Your index values are not unique and when you use drop it is removing all rows with those index values. to_delete may have been of length 50 but there were 250 rows that had those particular index values.
Consider the example
df = pd.DataFrame(dict(A=range(10)), [0, 1, 2, 3, 4] * 2)
df
A
0 0
1 1
2 2
3 3
4 4
0 5
1 6
2 7
3 8
4 9
Let's say you want to remove the first, third, and fourth rows.
to_del = [0, 2, 3]
Using your method
df.drop(df.index[to_del])
A
1 1
4 4
1 6
4 9
Which is a problem
Option 1
use np.in1d to find complement of to_del
This is more self explanatory than the others. I'm looking in an array from 0 to n and seeing if it is in to_del. The result will be a boolean array the same length as df. I use ~ to get the negation and use that to slice the dataframe.
df[~np.in1d(np.arange(len(df)), to_del)]
A
1 1
4 4
0 5
1 6
2 7
3 8
4 9
Option 2
use np.bincount to find complement of to_del
This accomplishes the same thing as option 1 by counting the positions defined in to_del. I end up with an array of 0 and 1 with a 1 in each position defined in to_del and 0 else where. I want to keep the 0s so I make a boolean array by finding where it is equal to 0. I then use this to slice the dataframe.

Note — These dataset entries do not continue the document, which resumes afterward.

use actix_web::{
    dev::Payload, error::ErrorUnauthorized, web::Data, Error as ActixError, FromRequest,
    HttpRequest,
};
use bcrypt::{hash, verify, DEFAULT_COST};
use chrono::{Duration, Utc};
use jsonwebtoken::{decode, encode, Algorithm, DecodingKey, EncodingKey, Header, Validation};
use regex::Regex;
use serde::{Deserialize, Serialize};
use std::future::{ready, Ready};
use std::sync::OnceLock;
use uuid::Uuid;

use crate::config::Config;
use crate::database::models::{AuthResponse, LoginInput, RegisterInput, User, UserRole};
use crate::database::repositories::UserRepository;
use crate::error::AppError;

fn email_regex() -> &'static Regex {
    static EMAIL_RE: OnceLock<Regex> = OnceLock::new();
    EMAIL_RE.get_or_init(|| Regex::new(r"^.+@.+\..+$").expect("valid email regex"))
}

/// Verified bearer identity, resolved once at the request boundary and
/// passed into handlers as an argument.
#[derive(Debug, Clone, Serialize, Deserialize)]
pub struct Claims {
    pub sub: Uuid,
    pub email: String,
    pub role: UserRole,
    pub exp: usize,
}

impl Claims {
    pub fn user_id(&self) -> Uuid {
        self.sub
    }

    pub fn is_hr_admin(&self) -> bool {
        self.role == UserRole::HrAdmin
    }

    pub fn is_manager(&self) -> bool {
        self.role == UserRole::Manager
    }

    pub fn is_employee(&self) -> bool {
        self.role == UserRole::Employee
    }

    /// Guard for hr_admin-only operations.
    pub fn require_hr_admin(&self) -> Result<(), AppError> {
        if self.is_hr_admin() {
            Ok(())
        } else {
            Err(AppError::Forbidden(
                "Not authorized to access this route".to_string(),
            ))
        }
    }

    /// Guard for operations open to managers and hr_admins.
    pub fn require_manager_or_hr_admin(&self) -> Result<(), AppError> {
        if self.is_hr_admin() || self.is_manager() {
            Ok(())
        } else {
            Err(AppError::Forbidden(
                "Not authorized to access this route".to_string(),
            ))
        }
    }
}

impl FromRequest for Claims {
    type Error = ActixError;
    type Future = Ready<Result<Self, Self::Error>>;

    fn from_request(req: &HttpRequest, _payload: &mut Payload) -> Self::Future {
        let auth_header = req.headers().get("Authorization");

        if let Some(auth_header) = auth_header {
            if let Ok(auth_str) = auth_header.to_str() {
                if let Some(token) = auth_str.strip_prefix("Bearer ") {
                    if let Some(config) = req.app_data::<Data<Config>>() {
                        match decode::<Claims>(
                            token,
                            &DecodingKey::from_secret(config.jwt_secret.as_ref()),
                            &Validation::new(Algorithm::HS256),
                        ) {
                            Ok(token_data) => {
                                return ready(Ok(token_data.claims));
                            }
                            Err(_) => {
                                return ready(Err(ErrorUnauthorized("Invalid or expired token")));
                            }
                        }
                    }
                }
            }
        }

        ready(Err(ErrorUnauthorized(
            "Missing or invalid authorization header",
        )))
    }
}

#[derive(Clone)]
pub struct AuthService {
    user_repository: UserRepository,
    config: Config,
}

impl AuthService {
    pub fn new(user_repository: UserRepository, config: Config) -> Self {
        Self {
            user_repository,
            config,
        }
    }

    pub async fn register(&self, request: RegisterInput) -> Result<AuthResponse, AppError> {
        let email = request.email.trim().to_lowercase();

        if !email_regex().is_match(&email) {
            return Err(AppError::BadRequest(
                "Please enter a valid email address".to_string(),
            ));
        }

        if self.user_repository.email_exists(&email).await? {
            return Err(AppError::BadRequest(
                "User with this email already exists".to_string(),
            ));
        }

        let password_hash = hash(&request.password, DEFAULT_COST)?;
        let role = request.role.unwrap_or_default();
        let user = User::new(request.name, email, password_hash, role);

        self.user_repository.create_user(&user).await?;

        let token = self.generate_token(&user)?;

        Ok(AuthResponse {
            token,
            user: user.into(),
        })
    }

    pub async fn login(&self, request: LoginInput) -> Result<AuthResponse, AppError> {
        let email = request.email.trim().to_lowercase();

        let user = self
            .user_repository
            .find_by_email(&email)
            .await?
            .ok_or(AppError::Unauthorized)?;

        if !verify(&request.password, &user.password_hash)? {
            return Err(AppError::Unauthorized);
        }

        let token = self.generate_token(&user)?;

        Ok(AuthResponse {
            token,
            user: user.into(),
        })
    }

    pub fn verify_token(&self, token: &str) -> Result<Claims, AppError> {
        let token_data = decode::<Claims>(
            token,
            &DecodingKey::from_secret(self.config.jwt_secret.as_ref()),
            &Validation::new(Algorithm::HS256),
        )?;

        Ok(token_data.claims)
    }

    pub fn generate_token(&self, user: &User) -> Result<String, AppError> {
        let expiration = Utc::now()
            .checked_add_signed(Duration::days(self.config.jwt_expiration_days))
            .ok_or_else(|| AppError::internal_server_error_message("invalid expiry timestamp"))?
            .timestamp() as usize;

        let claims = Claims {
            sub: user.id,
            email: user.email.clone(),
            role: user.role,
            exp: expiration,
        };

        let token = encode(
            &Header::default(),
            &claims,
            &EncodingKey::from_secret(self.config.jwt_secret.as_ref()),
        )?;

        Ok(token)
    }
}
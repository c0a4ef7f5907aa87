use std::future::{ready, Ready};

use actix_web::{
    dev::{forward_ready, Service, ServiceRequest, ServiceResponse, Transform},
    http::header::HeaderValue,
    Error, HttpMessage,
};
use futures_util::future::LocalBoxFuture;
use uuid::Uuid;

/// Attaches a correlation id to every request and echoes it on the response,
/// honoring an X-Correlation-ID supplied by the client.
pub struct RequestId;

impl<S, B> Transform<S, ServiceRequest> for RequestId
where
    S: Service<ServiceRequest, Response = ServiceResponse<B>, Error = Error>,
    S::Future: 'static,
    B: 'static,
{
    type Response = ServiceResponse<B>;
    type Error = Error;
    type InitError = ();
    type Transform = RequestIdService<S>;
    type Future = Ready<Result<Self::Transform, Self::InitError>>;

    fn new_transform(&self, service: S) -> Self::Future {
        ready(Ok(RequestIdService { service }))
    }
}

pub struct RequestIdService<S> {
    service: S,
}

impl<S, B> Service<ServiceRequest> for RequestIdService<S>
where
    S: Service<ServiceRequest, Response = ServiceResponse<B>, Error = Error>,
    S::Future: 'static,
    B: 'static,
{
    type Response = ServiceResponse<B>;
    type Error = Error;
    type Future = LocalBoxFuture<'static, Result<Self::Response, Self::Error>>;

    forward_ready!(service);

    fn call(&self, req: ServiceRequest) -> Self::Future {
        let generated = Uuid::new_v4().to_string();

        let correlation_id = req
            .headers()
            .get("X-Correlation-ID")
            .and_then(|h| h.to_str().ok())
            .unwrap_or(&generated)
            .to_string();

        req.extensions_mut().insert(correlation_id.clone());

        let fut = self.service.call(req);

        Box::pin(async move {
            let mut res = fut.await?;

            if let Ok(value) = HeaderValue::from_str(&correlation_id) {
                res.headers_mut().insert(
                    actix_web::http::header::HeaderName::from_static("x-correlation-id"),
                    value,
                );
            }

            Ok(res)
        })
    }
}
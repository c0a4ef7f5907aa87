use actix_web::{http::StatusCode, HttpResponse, ResponseError};
use thiserror::Error;

use crate::handlers::shared::ApiResponse;

#[derive(Error, Debug)]
pub enum AppError {
    #[error("Database error: {0}")]
    DatabaseError(sqlx::Error),

    #[error("Not found: {0}")]
    NotFound(String),

    #[error("Forbidden: {0}")]
    Forbidden(String),

    /// The caller's account has no employee profile attached. Kept separate
    /// from `Forbidden` because it signals a data-setup problem, not a
    /// permissions violation.
    #[error("No employee profile is linked to this account")]
    ProfileNotLinked,

    #[error("Conflict: {0}")]
    Conflict(String),

    #[error("Bad request: {0}")]
    BadRequest(String),

    #[error("Unauthorized access")]
    Unauthorized,

    #[error("Internal server error{}", .0.as_ref().map_or("".to_string(), |s| format!(": {}", s)))]
    InternalServerError(Option<String>),
}

impl ResponseError for AppError {
    fn status_code(&self) -> StatusCode {
        match self {
            AppError::DatabaseError(_) => StatusCode::INTERNAL_SERVER_ERROR,
            AppError::NotFound(_) => StatusCode::NOT_FOUND,
            AppError::Forbidden(_) => StatusCode::FORBIDDEN,
            AppError::ProfileNotLinked => StatusCode::UNPROCESSABLE_ENTITY,
            AppError::Conflict(_) => StatusCode::CONFLICT,
            AppError::BadRequest(_) => StatusCode::BAD_REQUEST,
            AppError::Unauthorized => StatusCode::UNAUTHORIZED,
            AppError::InternalServerError(_) => StatusCode::INTERNAL_SERVER_ERROR,
        }
    }

    fn error_response(&self) -> HttpResponse {
        let status_code = self.status_code();
        let error_message = self.to_string();

        log::error!(
            "Request failed with status {}: {}",
            status_code,
            error_message
        );

        let response_body = ApiResponse::<()>::error(&error_message);

        HttpResponse::build(status_code).json(response_body)
    }
}

impl From<sqlx::Error> for AppError {
    fn from(error: sqlx::Error) -> Self {
        log::error!("Database error: {}", error);
        AppError::DatabaseError(error)
    }
}

impl From<bcrypt::BcryptError> for AppError {
    fn from(error: bcrypt::BcryptError) -> Self {
        log::error!("Password hashing error: {}", error);
        AppError::InternalServerError(None)
    }
}

impl From<jsonwebtoken::errors::Error> for AppError {
    fn from(error: jsonwebtoken::errors::Error) -> Self {
        log::error!("Token error: {}", error);
        AppError::Unauthorized
    }
}

impl AppError {
    pub fn internal_server_error_message(message: impl Into<String>) -> Self {
        AppError::InternalServerError(Some(message.into()))
    }

    /// True when the underlying storage error is a unique-constraint
    /// violation, i.e. the losing side of an insert race.
    pub fn is_unique_violation(error: &sqlx::Error) -> bool {
        matches!(error, sqlx::Error::Database(db) if db.is_unique_violation())
    }
}

impl From<anyhow::Error> for AppError {
    fn from(error: anyhow::Error) -> Self {
        log::error!("Anyhow error: {}", error);

        if error.is::<sqlx::Error>() {
            match error.downcast::<sqlx::Error>() {
                Ok(sqlx_err) => return AppError::DatabaseError(sqlx_err),
                Err(original_error) => {
                    return AppError::InternalServerError(Some(original_error.to_string()));
                }
            }
        }

        AppError::InternalServerError(Some(error.to_string()))
    }
}
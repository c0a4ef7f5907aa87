/// Defines a closed string-backed enum stored as VARCHAR, with the sqlx
/// codecs plus `Display`/`FromStr` keyed on the same wire strings.
macro_rules! db_enum {
    (
        $(#[$enum_meta:meta])*
        $vis:vis enum $name:ident {
            $(
                $(#[$variant_meta:meta])*
                $variant:ident => $str_val:literal
            ),* $(,)?
        }
    ) => {
        $(#[$enum_meta])*
        $vis enum $name {
            $(
                $(#[$variant_meta])*
                $variant
            ),*
        }

        impl $name {
            pub fn as_str(&self) -> &'static str {
                match self {
                    $(Self::$variant => $str_val),*
                }
            }
        }

        impl sqlx::Type<sqlx::Postgres> for $name {
            fn type_info() -> sqlx::postgres::PgTypeInfo {
                sqlx::postgres::PgTypeInfo::with_name("VARCHAR")
            }
        }

        impl<'q> sqlx::Encode<'q, sqlx::Postgres> for $name {
            fn encode_by_ref(
                &self,
                buf: &mut sqlx::postgres::PgArgumentBuffer,
            ) -> Result<sqlx::encode::IsNull, sqlx::error::BoxDynError> {
                <&str as sqlx::Encode<'q, sqlx::Postgres>>::encode_by_ref(&self.as_str(), buf)
            }
        }

        impl<'r> sqlx::Decode<'r, sqlx::Postgres> for $name {
            fn decode(value: sqlx::postgres::PgValueRef<'r>) -> Result<Self, sqlx::error::BoxDynError> {
                let s = <String as sqlx::Decode<sqlx::Postgres>>::decode(value)?;
                s.parse().map_err(Into::into)
            }
        }

        impl std::fmt::Display for $name {
            fn fmt(&self, f: &mut std::fmt::Formatter<'_>) -> std::fmt::Result {
                f.write_str(self.as_str())
            }
        }

        impl std::str::FromStr for $name {
            type Err = String;

            fn from_str(s: &str) -> Result<Self, Self::Err> {
                match s {
                    $($str_val => Ok(Self::$variant)),*,
                    _ => Err(format!("Invalid {}: {}", stringify!($name), s)),
                }
            }
        }
    };
}

pub(crate) use db_enum;
use actix_web::{web, HttpResponse, Result};
use uuid::Uuid;

use crate::database::models::{CreateEmployeeInput, UpdateEmployeeInput};
use crate::database::repositories::{EmployeeRepository, UserRepository};
use crate::error::AppError;
use crate::handlers::shared::ApiResponse;
use crate::services::{access, Claims};

/// Directory listing. Plain employees are denied outright; they read their
/// own profile through the by-id route.
pub async fn list_employees(
    claims: Claims,
    employees: web::Data<EmployeeRepository>,
) -> Result<HttpResponse> {
    claims.require_manager_or_hr_admin()?;

    let employees = employees.list_active().await?;

    Ok(HttpResponse::Ok().json(ApiResponse::success(employees)))
}

pub async fn get_employee(
    claims: Claims,
    users: web::Data<UserRepository>,
    employees: web::Data<EmployeeRepository>,
    path: web::Path<Uuid>,
) -> Result<HttpResponse> {
    let employee_id = path.into_inner();

    let employee = employees
        .find_by_id(employee_id)
        .await?
        .ok_or_else(|| AppError::NotFound("Employee not found".to_string()))?;

    if claims.is_employee() {
        let own_id = access::linked_employee_id(&claims, &users).await?;
        if own_id != employee_id {
            return Err(AppError::Forbidden(
                "Not authorized to view this employee profile".to_string(),
            )
            .into());
        }
    }

    Ok(HttpResponse::Ok().json(ApiResponse::success(employee)))
}

pub async fn create_employee(
    claims: Claims,
    employees: web::Data<EmployeeRepository>,
    input: web::Json<CreateEmployeeInput>,
) -> Result<HttpResponse> {
    claims.require_hr_admin()?;

    let employee = employees.create(input.into_inner()).await?;

    Ok(HttpResponse::Created().json(ApiResponse::success(employee)))
}

pub async fn update_employee(
    claims: Claims,
    employees: web::Data<EmployeeRepository>,
    path: web::Path<Uuid>,
    input: web::Json<UpdateEmployeeInput>,
) -> Result<HttpResponse> {
    claims.require_hr_admin()?;

    let employee = employees
        .update(path.into_inner(), input.into_inner())
        .await?
        .ok_or_else(|| AppError::NotFound("Employee not found".to_string()))?;

    Ok(HttpResponse::Ok().json(ApiResponse::success(employee)))
}

/// DELETE is a status transition to `terminated`; attendance and leave
/// history keep their employee reference.
pub async fn delete_employee(
    claims: Claims,
    employees: web::Data<EmployeeRepository>,
    path: web::Path<Uuid>,
) -> Result<HttpResponse> {
    claims.require_hr_admin()?;

    let employee = employees
        .terminate(path.into_inner())
        .await?
        .ok_or_else(|| AppError::NotFound("Employee not found".to_string()))?;

    Ok(HttpResponse::Ok().json(ApiResponse::success_with_message(
        Some(employee),
        "Employee removed (status set to terminated)",
    )))
}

df[np.bincount(to_del, minlength=len(df)) == 0]
A
1 1
4 4
0 5
1 6
2 7
3 8
4 9
Option 3
use np.setdiff1d to find positions
This uses set logic to find the difference between a full array of positions and just the ones I want to delete. I then use iloc to select.
df.iloc[np.setdiff1d(np.arange(len(df)), to_del)]
A
1 1
4 4
0 5
1 6
2 7
3 8
4 9